Exercise brief: In the entries below, filter for the word "offset" and copy every matching line.

Dataset records:
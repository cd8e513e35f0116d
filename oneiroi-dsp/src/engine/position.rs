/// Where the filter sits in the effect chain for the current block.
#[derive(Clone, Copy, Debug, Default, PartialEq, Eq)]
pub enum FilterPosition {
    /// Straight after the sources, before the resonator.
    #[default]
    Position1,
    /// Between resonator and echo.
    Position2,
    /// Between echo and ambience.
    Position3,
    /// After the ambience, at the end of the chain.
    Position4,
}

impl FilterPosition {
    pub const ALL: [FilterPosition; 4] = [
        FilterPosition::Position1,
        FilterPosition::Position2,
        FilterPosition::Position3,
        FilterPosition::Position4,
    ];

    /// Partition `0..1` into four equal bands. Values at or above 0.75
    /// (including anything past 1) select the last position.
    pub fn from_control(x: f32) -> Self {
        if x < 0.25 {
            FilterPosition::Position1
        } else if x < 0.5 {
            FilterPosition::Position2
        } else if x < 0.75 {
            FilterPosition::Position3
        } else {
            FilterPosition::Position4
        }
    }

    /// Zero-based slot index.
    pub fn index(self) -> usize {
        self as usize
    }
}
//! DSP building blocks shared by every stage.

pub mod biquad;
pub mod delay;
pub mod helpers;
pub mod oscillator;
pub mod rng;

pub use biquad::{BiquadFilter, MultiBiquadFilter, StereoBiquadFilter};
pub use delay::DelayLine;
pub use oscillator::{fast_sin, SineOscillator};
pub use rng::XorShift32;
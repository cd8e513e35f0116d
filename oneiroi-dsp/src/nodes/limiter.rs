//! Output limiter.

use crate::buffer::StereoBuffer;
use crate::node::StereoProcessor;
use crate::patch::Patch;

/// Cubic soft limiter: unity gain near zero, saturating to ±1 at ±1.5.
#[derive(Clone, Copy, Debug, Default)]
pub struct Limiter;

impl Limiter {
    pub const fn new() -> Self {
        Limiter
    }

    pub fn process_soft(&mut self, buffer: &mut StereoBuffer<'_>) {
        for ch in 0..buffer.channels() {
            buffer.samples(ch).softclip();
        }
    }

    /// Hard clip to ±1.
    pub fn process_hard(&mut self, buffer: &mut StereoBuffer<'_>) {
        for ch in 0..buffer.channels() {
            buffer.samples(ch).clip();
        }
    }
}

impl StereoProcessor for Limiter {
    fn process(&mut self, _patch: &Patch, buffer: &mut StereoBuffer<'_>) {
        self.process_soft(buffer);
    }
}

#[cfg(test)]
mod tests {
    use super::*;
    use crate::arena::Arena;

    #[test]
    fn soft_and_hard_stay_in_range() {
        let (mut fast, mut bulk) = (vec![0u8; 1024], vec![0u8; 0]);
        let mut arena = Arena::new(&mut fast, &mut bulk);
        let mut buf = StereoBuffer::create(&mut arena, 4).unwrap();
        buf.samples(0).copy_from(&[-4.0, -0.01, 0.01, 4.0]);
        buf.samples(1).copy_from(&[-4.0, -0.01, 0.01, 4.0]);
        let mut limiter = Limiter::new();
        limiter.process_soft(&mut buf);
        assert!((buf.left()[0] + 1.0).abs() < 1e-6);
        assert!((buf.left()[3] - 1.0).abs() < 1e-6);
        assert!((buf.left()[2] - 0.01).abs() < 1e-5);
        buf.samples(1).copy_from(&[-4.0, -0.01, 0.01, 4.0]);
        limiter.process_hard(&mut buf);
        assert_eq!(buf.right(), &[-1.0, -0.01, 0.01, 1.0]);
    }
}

==

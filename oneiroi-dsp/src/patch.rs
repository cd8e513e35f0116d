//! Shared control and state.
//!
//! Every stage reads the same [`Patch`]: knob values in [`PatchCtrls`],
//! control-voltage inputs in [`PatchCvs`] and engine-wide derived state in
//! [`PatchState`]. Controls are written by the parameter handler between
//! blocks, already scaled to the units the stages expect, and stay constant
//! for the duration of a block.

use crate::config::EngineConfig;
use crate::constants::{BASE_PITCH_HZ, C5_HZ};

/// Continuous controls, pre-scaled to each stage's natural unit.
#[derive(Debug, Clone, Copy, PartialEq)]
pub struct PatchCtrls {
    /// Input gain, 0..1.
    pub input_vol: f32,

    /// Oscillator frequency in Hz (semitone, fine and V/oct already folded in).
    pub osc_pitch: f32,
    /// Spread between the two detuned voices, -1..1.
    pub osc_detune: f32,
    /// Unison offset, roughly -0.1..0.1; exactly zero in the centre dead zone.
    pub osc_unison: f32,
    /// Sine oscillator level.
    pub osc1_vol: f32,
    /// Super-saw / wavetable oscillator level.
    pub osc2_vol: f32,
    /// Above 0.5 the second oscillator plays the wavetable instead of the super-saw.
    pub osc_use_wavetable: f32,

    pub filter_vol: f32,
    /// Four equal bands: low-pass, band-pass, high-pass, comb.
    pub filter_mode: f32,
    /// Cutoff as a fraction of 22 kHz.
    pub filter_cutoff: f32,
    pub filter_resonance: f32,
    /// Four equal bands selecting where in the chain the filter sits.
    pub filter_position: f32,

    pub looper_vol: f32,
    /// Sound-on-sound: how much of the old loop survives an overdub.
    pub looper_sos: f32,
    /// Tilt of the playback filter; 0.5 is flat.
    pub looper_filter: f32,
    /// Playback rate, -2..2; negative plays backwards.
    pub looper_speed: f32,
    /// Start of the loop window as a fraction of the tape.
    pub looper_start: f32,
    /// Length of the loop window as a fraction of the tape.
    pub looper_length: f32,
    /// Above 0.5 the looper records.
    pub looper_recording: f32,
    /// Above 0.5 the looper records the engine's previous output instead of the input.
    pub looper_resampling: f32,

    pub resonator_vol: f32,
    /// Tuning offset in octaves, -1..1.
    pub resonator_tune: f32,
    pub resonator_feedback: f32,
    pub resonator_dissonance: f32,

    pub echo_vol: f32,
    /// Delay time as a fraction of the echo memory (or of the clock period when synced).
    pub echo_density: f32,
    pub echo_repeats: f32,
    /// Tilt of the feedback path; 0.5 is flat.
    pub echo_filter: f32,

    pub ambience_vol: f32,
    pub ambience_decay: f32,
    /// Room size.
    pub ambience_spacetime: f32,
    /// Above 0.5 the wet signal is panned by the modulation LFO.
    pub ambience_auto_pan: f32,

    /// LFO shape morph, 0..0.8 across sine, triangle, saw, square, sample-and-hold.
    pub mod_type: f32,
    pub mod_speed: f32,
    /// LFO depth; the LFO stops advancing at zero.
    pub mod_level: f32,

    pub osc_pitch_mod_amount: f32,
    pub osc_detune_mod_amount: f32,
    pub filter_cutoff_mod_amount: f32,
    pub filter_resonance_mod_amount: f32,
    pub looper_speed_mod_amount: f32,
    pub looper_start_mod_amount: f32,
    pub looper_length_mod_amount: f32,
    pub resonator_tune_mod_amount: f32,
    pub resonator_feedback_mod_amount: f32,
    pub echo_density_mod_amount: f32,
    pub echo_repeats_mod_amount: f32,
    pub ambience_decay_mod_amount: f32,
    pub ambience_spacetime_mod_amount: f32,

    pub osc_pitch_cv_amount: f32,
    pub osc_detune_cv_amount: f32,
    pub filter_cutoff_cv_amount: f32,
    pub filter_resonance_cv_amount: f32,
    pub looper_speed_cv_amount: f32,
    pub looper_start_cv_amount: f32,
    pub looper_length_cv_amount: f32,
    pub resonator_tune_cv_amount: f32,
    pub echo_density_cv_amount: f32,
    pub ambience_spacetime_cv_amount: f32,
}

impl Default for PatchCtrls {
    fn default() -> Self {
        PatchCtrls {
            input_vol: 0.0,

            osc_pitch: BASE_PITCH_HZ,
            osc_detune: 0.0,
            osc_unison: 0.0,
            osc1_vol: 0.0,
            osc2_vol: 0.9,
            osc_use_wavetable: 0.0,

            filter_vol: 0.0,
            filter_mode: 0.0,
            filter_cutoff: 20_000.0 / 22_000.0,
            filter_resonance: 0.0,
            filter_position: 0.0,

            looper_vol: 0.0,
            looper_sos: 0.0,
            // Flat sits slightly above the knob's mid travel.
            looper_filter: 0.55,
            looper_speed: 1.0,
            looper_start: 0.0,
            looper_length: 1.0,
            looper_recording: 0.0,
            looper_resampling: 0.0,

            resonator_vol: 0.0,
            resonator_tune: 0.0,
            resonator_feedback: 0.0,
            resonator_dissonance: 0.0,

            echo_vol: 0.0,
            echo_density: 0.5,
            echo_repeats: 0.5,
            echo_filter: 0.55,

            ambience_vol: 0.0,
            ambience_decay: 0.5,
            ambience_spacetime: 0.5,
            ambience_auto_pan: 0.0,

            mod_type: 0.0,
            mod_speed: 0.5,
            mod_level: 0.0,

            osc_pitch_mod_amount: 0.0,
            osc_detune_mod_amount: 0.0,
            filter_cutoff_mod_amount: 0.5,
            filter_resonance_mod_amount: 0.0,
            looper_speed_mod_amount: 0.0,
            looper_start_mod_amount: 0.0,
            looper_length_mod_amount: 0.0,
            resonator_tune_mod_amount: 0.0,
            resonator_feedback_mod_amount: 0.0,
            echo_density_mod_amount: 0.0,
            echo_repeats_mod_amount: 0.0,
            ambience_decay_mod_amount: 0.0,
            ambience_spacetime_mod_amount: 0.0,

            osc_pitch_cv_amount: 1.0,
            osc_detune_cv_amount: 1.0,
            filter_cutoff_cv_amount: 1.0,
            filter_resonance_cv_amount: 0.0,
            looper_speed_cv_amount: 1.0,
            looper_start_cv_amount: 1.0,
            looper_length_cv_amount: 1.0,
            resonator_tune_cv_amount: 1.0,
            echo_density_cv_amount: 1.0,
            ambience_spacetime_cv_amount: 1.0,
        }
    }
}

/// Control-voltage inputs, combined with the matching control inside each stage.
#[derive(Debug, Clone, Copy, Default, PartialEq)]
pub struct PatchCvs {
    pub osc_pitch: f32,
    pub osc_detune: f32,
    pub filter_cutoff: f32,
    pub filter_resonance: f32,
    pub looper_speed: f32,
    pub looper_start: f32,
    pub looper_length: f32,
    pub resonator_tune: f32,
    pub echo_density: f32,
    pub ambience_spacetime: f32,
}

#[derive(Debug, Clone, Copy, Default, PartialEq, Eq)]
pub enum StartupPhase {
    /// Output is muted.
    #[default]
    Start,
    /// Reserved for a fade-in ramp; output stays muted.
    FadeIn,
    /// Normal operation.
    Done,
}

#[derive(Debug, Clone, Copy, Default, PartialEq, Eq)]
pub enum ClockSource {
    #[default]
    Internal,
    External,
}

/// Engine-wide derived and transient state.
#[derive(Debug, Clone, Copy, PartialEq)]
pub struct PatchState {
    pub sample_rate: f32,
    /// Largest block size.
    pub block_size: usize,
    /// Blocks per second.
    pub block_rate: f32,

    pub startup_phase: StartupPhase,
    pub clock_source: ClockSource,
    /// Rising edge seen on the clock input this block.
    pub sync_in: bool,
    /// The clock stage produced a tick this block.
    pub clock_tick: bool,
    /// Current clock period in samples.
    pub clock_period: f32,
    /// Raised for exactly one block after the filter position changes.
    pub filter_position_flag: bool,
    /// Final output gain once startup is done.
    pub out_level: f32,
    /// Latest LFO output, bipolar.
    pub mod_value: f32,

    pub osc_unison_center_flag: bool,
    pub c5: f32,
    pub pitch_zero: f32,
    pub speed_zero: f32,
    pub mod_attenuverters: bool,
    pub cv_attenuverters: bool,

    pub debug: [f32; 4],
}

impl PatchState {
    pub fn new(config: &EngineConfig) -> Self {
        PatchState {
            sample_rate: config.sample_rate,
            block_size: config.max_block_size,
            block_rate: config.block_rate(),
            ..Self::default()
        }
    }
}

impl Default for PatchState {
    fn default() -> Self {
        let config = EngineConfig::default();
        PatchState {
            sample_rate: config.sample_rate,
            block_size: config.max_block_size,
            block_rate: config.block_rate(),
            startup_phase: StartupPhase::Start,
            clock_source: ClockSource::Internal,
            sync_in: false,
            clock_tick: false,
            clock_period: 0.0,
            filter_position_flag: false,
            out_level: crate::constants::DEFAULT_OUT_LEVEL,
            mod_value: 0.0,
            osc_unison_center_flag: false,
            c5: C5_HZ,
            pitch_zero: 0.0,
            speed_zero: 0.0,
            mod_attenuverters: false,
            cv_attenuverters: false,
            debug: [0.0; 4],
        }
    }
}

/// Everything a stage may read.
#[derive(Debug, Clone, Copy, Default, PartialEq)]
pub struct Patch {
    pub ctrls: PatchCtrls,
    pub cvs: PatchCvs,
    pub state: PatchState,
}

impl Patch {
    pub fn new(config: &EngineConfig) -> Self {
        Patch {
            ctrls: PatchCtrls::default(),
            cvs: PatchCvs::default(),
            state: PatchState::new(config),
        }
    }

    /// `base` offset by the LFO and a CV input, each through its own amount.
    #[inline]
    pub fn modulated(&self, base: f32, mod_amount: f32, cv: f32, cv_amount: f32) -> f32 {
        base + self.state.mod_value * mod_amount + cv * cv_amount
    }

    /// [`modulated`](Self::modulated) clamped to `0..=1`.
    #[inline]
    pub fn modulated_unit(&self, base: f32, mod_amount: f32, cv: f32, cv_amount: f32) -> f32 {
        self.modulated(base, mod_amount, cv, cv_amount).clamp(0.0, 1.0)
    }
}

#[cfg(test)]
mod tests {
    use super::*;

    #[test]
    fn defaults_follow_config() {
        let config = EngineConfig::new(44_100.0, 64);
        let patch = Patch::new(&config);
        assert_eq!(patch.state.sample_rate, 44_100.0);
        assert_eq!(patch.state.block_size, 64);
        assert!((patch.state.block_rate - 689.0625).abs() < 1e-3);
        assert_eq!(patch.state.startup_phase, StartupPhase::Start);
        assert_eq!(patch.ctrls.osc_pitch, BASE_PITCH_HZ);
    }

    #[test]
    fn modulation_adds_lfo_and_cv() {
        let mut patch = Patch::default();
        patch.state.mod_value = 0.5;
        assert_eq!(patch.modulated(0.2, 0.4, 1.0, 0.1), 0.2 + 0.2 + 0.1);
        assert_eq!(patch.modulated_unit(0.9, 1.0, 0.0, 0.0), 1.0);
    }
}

Written solution:
    /// Unison offset, roughly -0.1..0.1; exactly zero in the centre dead zone.
    /// Tuning offset in octaves, -1..1.
    /// `base` offset by the LFO and a CV input, each through its own amount.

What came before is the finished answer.